*** STORED DATA Section Begins ***
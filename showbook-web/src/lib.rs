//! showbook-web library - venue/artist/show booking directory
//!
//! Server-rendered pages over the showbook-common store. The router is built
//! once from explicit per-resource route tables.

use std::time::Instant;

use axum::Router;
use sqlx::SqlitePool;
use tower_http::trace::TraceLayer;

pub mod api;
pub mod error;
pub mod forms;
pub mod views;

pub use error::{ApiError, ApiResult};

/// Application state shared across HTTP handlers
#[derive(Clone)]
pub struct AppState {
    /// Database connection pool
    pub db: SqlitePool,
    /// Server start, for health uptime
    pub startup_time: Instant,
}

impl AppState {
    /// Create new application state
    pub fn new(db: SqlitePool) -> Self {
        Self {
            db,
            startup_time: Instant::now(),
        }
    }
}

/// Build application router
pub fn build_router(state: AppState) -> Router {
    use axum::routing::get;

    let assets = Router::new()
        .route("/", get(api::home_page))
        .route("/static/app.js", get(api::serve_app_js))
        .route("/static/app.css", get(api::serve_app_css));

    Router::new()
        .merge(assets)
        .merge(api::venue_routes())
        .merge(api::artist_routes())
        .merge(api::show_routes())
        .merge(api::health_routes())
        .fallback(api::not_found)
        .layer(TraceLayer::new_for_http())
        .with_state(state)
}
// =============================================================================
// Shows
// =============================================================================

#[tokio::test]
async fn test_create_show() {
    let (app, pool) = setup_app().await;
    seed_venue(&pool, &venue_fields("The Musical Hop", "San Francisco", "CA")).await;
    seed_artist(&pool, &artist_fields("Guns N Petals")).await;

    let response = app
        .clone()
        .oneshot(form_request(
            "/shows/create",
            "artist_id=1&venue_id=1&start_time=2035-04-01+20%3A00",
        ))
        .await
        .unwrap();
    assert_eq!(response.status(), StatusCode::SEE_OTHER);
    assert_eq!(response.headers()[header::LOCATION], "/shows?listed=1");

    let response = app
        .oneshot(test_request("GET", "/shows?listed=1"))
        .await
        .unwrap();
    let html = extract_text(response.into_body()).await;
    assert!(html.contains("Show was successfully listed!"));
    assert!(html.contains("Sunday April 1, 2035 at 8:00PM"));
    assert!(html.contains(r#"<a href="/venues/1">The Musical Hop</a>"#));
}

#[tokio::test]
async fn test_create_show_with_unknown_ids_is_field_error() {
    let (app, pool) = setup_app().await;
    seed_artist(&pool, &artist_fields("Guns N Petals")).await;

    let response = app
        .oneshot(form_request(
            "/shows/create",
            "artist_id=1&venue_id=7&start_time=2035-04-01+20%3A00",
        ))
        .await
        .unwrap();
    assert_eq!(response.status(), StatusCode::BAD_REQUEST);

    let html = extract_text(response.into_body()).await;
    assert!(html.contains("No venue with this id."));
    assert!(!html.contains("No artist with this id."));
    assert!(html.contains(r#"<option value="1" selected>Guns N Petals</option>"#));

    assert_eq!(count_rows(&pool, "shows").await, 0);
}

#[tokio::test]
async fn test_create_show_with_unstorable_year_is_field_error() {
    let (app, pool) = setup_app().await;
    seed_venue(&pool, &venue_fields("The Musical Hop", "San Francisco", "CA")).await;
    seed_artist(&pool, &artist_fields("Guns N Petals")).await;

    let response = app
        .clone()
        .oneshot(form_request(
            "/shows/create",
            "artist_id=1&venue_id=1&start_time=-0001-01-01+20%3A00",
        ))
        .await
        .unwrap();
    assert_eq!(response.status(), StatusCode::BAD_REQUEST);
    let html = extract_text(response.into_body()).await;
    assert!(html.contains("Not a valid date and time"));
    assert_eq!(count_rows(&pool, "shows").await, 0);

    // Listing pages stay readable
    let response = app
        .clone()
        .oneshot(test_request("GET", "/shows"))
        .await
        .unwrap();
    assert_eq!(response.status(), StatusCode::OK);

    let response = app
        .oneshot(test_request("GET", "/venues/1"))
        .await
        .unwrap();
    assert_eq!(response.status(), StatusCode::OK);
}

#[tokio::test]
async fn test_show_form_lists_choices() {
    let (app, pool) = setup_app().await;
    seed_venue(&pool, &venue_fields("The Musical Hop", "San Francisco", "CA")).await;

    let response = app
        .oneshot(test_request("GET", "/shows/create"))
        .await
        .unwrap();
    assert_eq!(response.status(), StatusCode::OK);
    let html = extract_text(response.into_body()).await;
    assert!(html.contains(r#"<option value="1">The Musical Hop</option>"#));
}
*** STORED DATA Section Ends ***
WHAT TO DO: Every line above with the word "venues" is to be copied out.

RESPONSE AREA:
    assert!(html.contains(r#"<a href="/venues/1">The Musical Hop</a>"#));
        .oneshot(test_request("GET", "/venues/1"))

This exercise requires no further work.